To determine the roles of LDHB in pancreatic cancer biology, the effect of LDHB on pancreatic cancer growth and metastasis was assessed. We measured cells proliferation in different LDHB expression groups under hypoxia and found that suppressed expression of LDHB promoted cells proliferation under hypoxia. Furthermore, we found that ectopic expression of LDHB decreased migration and invasion of AsPC-1 cells, whereas knockdown of LDHB promoted the migration and invasion of FG cells. It has been reported that suppressed expression of LDHB increased invasion of hepatoma cells via inducing claudin-1 expression, but claudin-1 inhibited pancreatic cancer metastasis [15]. However, suppressed expression of LDHB might promote pancreatic cancer cell migration and invasion by enhancing glycolytic phenotype which was closely correlated with increased metastasis in cancers [18, 30].

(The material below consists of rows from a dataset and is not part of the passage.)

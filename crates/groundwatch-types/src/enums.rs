//! Enumeration types for the Groundwatch incident platform.
//!
//! Wire values are lowercase/snake_case to match the JSON surface consumed
//! by the map frontend; broadcast channels use kebab-case.

use std::fmt;

use serde::{Deserialize, Serialize};
use ts_rs::TS;

// ---------------------------------------------------------------------------
// Crowd report enums
// ---------------------------------------------------------------------------

/// The kind of ground-truth hazard a crowd report describes.
#[derive(Debug, Clone, Copy, PartialEq, Eq, PartialOrd, Ord, Hash, Serialize, Deserialize, TS)]
#[ts(export, export_to = "bindings/")]
#[serde(rename_all = "snake_case")]
pub enum ReportType {
    /// Muddy or waterlogged ground.
    Mud,
    /// Dangerously dense crowd.
    CrowdDense,
    /// A physical obstacle on a path.
    Obstacle,
    /// Standing or rising water.
    Flooding,
    /// Uneven or hazardous terrain.
    UnevenTerrain,
    /// A path that is fully blocked.
    BlockedPath,
    /// Anything that fits no other category.
    Other,
}

/// How serious a reported hazard is.
#[derive(
    Debug, Clone, Copy, PartialEq, Eq, PartialOrd, Ord, Hash, Default, Serialize, Deserialize, TS,
)]
#[ts(export, export_to = "bindings/")]
#[serde(rename_all = "lowercase")]
pub enum Severity {
    /// Minor inconvenience.
    Low,
    /// Worth routing around.
    #[default]
    Medium,
    /// Dangerous, avoid the area.
    High,
}

/// Lifecycle status of a crowd report.
#[derive(
    Debug, Clone, Copy, PartialEq, Eq, PartialOrd, Ord, Hash, Default, Serialize, Deserialize, TS,
)]
#[ts(export, export_to = "bindings/")]
#[serde(rename_all = "lowercase")]
pub enum ReportStatus {
    /// The hazard is still present.
    #[default]
    Active,
    /// The hazard has been cleared or has expired.
    Resolved,
}

impl ReportStatus {
    /// Whether moving from `self` to `next` is a valid forward transition.
    ///
    /// Reports only move `active -> resolved`; same-state and backward
    /// moves are rejected.
    pub const fn allows_transition_to(self, next: Self) -> bool {
        matches!((self, next), (Self::Active, Self::Resolved))
    }
}

impl fmt::Display for ReportStatus {
    /// Prints the wire name, matching the serialized form.
    fn fmt(&self, f: &mut fmt::Formatter<'_>) -> fmt::Result {
        let name = match self {
            Self::Active => "active",
            Self::Resolved => "resolved",
        };
        f.write_str(name)
    }
}

// ---------------------------------------------------------------------------
// SOS request enums
// ---------------------------------------------------------------------------

/// The kind of emergency an SOS request signals.
#[derive(Debug, Clone, Copy, PartialEq, Eq, PartialOrd, Ord, Hash, Serialize, Deserialize, TS)]
#[ts(export, export_to = "bindings/")]
#[serde(rename_all = "snake_case")]
pub enum EmergencyType {
    /// Medical attention needed.
    Medical,
    /// Panic attack or acute anxiety.
    PanicAttack,
    /// Dehydration or heat exhaustion.
    Dehydration,
    /// Lost and unable to find the way back.
    Lost,
    /// Feeling unsafe or threatened.
    FeelingUnsafe,
    /// Accessibility assistance needed.
    AccessibilityHelp,
    /// Anything that fits no other category.
    Other,
}

/// Lifecycle status of an SOS request.
///
/// Transitions are forward-only. `pending -> responding` and
/// `responding -> resolved` are the normal path; `pending -> resolved`
/// is also accepted because a responder can close out a request they
/// never formally marked as in-progress. Backward and same-state
/// transitions are rejected.
#[derive(
    Debug, Clone, Copy, PartialEq, Eq, PartialOrd, Ord, Hash, Default, Serialize, Deserialize, TS,
)]
#[ts(export, export_to = "bindings/")]
#[serde(rename_all = "lowercase")]
pub enum SosStatus {
    /// Waiting for a responder.
    #[default]
    Pending,
    /// A responder is on the way or on site.
    Responding,
    /// The request has been closed out.
    Resolved,
}

impl SosStatus {
    /// Whether moving from `self` to `next` is a valid forward transition.
    pub const fn allows_transition_to(self, next: Self) -> bool {
        matches!(
            (self, next),
            (Self::Pending, Self::Responding)
                | (Self::Pending, Self::Resolved)
                | (Self::Responding, Self::Resolved)
        )
    }
}

impl fmt::Display for SosStatus {
    /// Prints the wire name, matching the serialized form.
    fn fmt(&self, f: &mut fmt::Formatter<'_>) -> fmt::Result {
        let name = match self {
            Self::Pending => "pending",
            Self::Responding => "responding",
            Self::Resolved => "resolved",
        };
        f.write_str(name)
    }
}

// ---------------------------------------------------------------------------
// Broadcast enums
// ---------------------------------------------------------------------------

/// A named broadcast topic that live connections can subscribe to.
#[derive(Debug, Clone, Copy, PartialEq, Eq, PartialOrd, Ord, Hash, Serialize, Deserialize, TS)]
#[ts(export, export_to = "bindings/")]
#[serde(rename_all = "kebab-case")]
pub enum Channel {
    /// Crowd report lifecycle events.
    CrowdReports,
    /// SOS request lifecycle events.
    SosRequests,
}

/// What happened to the record carried in a broadcast envelope.
#[derive(Debug, Clone, Copy, PartialEq, Eq, PartialOrd, Ord, Hash, Serialize, Deserialize, TS)]
#[ts(export, export_to = "bindings/")]
#[serde(rename_all = "lowercase")]
pub enum EventKind {
    /// The record was just persisted.
    Created,
    /// One or more fields of the record changed.
    Updated,
    /// The record was removed; the payload carries only its id.
    Deleted,
}

#[cfg(test)]
mod tests {
    use super::*;

    fn wire(value: &impl Serialize) -> String {
        serde_json::to_string(value).unwrap_or_default()
    }

    #[test]
    fn report_type_wire_values_are_snake_case() {
        assert_eq!(wire(&ReportType::CrowdDense), "\"crowd_dense\"");
        assert_eq!(wire(&ReportType::UnevenTerrain), "\"uneven_terrain\"");
        assert_eq!(wire(&ReportType::Mud), "\"mud\"");
    }

    #[test]
    fn channel_wire_values_are_kebab_case() {
        assert_eq!(wire(&Channel::CrowdReports), "\"crowd-reports\"");
        assert_eq!(wire(&Channel::SosRequests), "\"sos-requests\"");
    }

    #[test]
    fn status_defaults() {
        assert_eq!(ReportStatus::default(), ReportStatus::Active);
        assert_eq!(SosStatus::default(), SosStatus::Pending);
        assert_eq!(Severity::default(), Severity::Medium);
    }

    #[test]
    fn sos_forward_transitions_allowed() {
        assert!(SosStatus::Pending.allows_transition_to(SosStatus::Responding));
        assert!(SosStatus::Responding.allows_transition_to(SosStatus::Resolved));
        // Skip-ahead is an accepted entry point.
        assert!(SosStatus::Pending.allows_transition_to(SosStatus::Resolved));
    }

    #[test]
    fn sos_backward_and_same_state_rejected() {
        assert!(!SosStatus::Resolved.allows_transition_to(SosStatus::Pending));
        assert!(!SosStatus::Resolved.allows_transition_to(SosStatus::Responding));
        assert!(!SosStatus::Responding.allows_transition_to(SosStatus::Pending));
        assert!(!SosStatus::Pending.allows_transition_to(SosStatus::Pending));
        assert!(!SosStatus::Resolved.allows_transition_to(SosStatus::Resolved));
    }

    #[test]
    fn report_transitions() {
        assert!(ReportStatus::Active.allows_transition_to(ReportStatus::Resolved));
        assert!(!ReportStatus::Resolved.allows_transition_to(ReportStatus::Active));
        assert!(!ReportStatus::Active.allows_transition_to(ReportStatus::Active));
    }

    #[test]
    fn emergency_type_roundtrip() {
        let parsed: EmergencyType =
            serde_json::from_str("\"accessibility_help\"").unwrap_or(EmergencyType::Other);
        assert_eq!(parsed, EmergencyType::AccessibilityHelp);
    }
}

In summary, this study for the first time identified the suppressor role of LDHB in pancreatic cancer development and progression by inhibiting glycolysis. Four lines of both experimental and clinical evidence were provided. Firstly, we found that the expression of LDHB was suppressed and even lost in pancreatic cancer tissues and was negatively correlated with disease pT classification and TNM stages. Secondly, decreased expression of LDHB in pancreatic cancer was due to promoter hypermethylation. Thirdly, restored expression of LDHB reduced LDH activity and lactate production but elevated intracellular ATP concentration. Fourthly, restored expression of LDHB repressed pancreatic cancer cell proliferation, invasion, and migration. Collectively, these findings not only further demonstrated the molecular mechanism underlying pancreatic cancer development and progression, but also indicated that combination of LDHA inhibitors and demethylating agents might be a promising new therapeutic strategy for pancreatic cancer, which requires further studies.